§ **AIM OF THE EXERCISE**
Here is a listing; work out how many of its lines contain the word "keeps", and state only that number.

○ ○ ○ ○ ○ ○ ○

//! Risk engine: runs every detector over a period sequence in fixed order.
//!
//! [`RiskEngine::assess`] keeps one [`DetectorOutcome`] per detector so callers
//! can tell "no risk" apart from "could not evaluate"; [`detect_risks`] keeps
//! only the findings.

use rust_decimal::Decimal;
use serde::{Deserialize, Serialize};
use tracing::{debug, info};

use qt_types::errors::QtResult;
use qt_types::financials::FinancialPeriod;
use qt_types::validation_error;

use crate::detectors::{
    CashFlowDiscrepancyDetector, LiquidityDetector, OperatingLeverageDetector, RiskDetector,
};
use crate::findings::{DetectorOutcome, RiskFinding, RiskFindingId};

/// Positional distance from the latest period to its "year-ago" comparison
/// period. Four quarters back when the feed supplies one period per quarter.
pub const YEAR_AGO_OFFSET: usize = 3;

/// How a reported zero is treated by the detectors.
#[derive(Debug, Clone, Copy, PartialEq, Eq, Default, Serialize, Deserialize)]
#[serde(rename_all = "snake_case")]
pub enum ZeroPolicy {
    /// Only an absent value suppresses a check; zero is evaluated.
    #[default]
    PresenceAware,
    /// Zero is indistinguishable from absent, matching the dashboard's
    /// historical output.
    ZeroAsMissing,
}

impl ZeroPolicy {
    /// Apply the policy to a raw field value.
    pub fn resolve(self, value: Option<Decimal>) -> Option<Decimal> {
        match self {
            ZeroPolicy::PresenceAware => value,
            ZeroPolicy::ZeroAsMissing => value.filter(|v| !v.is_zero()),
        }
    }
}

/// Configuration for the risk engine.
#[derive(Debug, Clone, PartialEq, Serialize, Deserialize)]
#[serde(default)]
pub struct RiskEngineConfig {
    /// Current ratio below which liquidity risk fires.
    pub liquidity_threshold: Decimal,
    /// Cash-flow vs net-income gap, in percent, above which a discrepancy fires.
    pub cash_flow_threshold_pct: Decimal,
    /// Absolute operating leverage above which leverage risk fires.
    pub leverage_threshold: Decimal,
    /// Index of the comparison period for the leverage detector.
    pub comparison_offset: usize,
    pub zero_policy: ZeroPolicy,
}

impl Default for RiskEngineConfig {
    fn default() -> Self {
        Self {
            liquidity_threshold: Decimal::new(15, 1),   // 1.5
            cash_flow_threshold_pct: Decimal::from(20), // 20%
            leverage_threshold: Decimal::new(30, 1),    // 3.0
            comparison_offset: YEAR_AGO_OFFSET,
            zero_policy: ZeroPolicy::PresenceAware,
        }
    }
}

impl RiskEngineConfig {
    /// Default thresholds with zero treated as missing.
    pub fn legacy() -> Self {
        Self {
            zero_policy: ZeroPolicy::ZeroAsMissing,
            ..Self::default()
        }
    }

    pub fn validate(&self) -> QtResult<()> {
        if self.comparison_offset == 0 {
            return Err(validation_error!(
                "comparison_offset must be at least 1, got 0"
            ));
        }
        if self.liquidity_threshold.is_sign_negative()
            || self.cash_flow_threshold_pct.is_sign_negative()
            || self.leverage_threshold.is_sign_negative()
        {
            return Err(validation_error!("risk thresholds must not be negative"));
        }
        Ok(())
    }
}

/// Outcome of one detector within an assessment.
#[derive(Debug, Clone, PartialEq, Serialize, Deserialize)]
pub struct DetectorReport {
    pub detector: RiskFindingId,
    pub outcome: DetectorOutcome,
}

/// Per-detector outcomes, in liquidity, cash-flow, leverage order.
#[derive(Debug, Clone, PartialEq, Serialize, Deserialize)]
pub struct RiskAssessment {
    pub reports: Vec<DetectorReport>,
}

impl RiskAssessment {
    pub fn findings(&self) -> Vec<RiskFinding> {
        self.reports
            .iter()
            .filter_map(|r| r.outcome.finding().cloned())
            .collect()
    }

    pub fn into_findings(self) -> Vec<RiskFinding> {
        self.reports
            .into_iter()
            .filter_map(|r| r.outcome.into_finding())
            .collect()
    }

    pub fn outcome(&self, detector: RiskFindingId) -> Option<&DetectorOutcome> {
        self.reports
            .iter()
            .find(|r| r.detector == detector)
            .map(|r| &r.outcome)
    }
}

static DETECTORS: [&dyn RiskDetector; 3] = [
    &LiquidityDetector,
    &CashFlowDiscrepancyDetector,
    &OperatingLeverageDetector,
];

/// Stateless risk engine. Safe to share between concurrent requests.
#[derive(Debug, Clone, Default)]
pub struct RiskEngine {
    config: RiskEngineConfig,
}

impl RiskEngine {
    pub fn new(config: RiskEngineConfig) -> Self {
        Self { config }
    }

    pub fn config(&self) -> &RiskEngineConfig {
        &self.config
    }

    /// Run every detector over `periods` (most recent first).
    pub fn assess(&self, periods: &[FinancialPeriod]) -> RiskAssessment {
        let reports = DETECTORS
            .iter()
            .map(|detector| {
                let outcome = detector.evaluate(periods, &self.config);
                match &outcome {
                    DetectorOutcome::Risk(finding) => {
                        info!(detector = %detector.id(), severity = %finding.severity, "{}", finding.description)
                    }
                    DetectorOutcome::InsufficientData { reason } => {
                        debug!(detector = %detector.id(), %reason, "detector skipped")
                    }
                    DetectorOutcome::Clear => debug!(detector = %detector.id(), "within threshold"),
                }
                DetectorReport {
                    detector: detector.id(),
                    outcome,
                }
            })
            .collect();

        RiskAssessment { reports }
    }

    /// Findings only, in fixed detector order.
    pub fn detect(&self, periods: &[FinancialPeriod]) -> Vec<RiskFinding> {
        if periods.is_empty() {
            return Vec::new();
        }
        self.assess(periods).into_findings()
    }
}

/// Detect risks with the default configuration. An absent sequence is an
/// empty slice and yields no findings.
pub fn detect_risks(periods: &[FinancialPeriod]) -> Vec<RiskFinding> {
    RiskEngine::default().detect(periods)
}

○ ○ ○ ○ ○ ○ ○

§ **THE COMPLETED TASK**
2